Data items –
*** Block opens ***
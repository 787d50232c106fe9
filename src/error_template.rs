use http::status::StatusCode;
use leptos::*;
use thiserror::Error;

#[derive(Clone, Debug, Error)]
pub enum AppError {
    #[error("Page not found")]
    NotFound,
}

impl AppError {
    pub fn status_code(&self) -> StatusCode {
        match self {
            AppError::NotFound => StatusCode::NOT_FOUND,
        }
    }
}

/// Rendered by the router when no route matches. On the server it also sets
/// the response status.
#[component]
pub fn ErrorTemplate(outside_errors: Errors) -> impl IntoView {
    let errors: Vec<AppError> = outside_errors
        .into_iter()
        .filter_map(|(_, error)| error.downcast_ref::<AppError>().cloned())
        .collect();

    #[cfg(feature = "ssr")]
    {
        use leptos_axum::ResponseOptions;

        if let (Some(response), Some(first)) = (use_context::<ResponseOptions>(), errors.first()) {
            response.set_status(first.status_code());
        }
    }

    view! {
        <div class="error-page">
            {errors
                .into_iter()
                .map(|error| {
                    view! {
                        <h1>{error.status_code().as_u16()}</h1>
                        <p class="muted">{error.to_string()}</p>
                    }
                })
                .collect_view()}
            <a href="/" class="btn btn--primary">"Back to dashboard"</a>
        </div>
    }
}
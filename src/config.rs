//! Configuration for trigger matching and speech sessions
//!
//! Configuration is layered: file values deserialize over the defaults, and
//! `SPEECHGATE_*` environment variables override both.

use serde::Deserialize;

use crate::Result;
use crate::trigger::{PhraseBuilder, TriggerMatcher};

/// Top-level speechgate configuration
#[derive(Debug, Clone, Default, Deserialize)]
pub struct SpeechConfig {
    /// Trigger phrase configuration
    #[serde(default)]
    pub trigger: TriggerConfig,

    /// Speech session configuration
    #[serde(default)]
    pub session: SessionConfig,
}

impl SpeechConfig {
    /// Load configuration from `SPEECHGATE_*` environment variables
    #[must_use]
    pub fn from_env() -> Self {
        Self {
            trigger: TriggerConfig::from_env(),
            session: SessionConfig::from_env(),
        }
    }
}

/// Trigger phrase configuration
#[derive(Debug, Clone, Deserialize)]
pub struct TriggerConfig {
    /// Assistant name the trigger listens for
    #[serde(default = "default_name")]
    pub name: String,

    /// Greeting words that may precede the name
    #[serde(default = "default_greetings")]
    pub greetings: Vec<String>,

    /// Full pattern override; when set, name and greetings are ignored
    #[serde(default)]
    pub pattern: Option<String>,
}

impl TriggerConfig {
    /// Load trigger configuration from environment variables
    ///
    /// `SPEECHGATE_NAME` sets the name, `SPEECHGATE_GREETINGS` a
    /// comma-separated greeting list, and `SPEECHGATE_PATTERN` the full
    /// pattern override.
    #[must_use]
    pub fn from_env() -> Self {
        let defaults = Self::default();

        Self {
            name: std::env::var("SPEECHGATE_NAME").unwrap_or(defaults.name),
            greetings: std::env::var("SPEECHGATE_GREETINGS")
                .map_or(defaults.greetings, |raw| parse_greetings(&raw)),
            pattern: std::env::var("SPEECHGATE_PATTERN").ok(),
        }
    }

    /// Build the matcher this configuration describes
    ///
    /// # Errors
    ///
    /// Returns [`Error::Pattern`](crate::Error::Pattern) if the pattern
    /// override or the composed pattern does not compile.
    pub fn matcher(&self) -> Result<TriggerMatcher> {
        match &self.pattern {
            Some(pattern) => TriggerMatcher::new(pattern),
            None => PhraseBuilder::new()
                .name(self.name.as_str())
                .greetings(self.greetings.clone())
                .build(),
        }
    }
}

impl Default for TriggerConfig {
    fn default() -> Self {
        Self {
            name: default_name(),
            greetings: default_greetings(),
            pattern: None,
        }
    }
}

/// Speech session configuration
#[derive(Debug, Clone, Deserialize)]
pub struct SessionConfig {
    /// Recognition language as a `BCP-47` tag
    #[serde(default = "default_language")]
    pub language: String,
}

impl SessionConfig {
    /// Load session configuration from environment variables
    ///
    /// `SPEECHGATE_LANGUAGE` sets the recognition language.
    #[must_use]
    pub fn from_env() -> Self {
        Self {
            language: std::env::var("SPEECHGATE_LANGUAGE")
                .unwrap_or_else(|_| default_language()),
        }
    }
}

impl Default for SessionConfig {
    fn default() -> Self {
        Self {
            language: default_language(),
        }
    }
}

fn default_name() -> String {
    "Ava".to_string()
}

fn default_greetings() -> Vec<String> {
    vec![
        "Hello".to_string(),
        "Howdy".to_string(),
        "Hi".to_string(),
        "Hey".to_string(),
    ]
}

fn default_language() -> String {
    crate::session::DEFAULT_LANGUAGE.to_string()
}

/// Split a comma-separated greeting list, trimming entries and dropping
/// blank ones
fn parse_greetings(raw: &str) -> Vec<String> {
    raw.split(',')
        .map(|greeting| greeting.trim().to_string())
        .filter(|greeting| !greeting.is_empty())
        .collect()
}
*** Block closes ***
What you need to do – Would you copy out every line in the records that includes the string "sets"?

Response to the task –
/// Rendered by the router when no route matches. On the server it also sets
    /// `SPEECHGATE_NAME` sets the name, `SPEECHGATE_GREETINGS` a
    /// `SPEECHGATE_LANGUAGE` sets the recognition language.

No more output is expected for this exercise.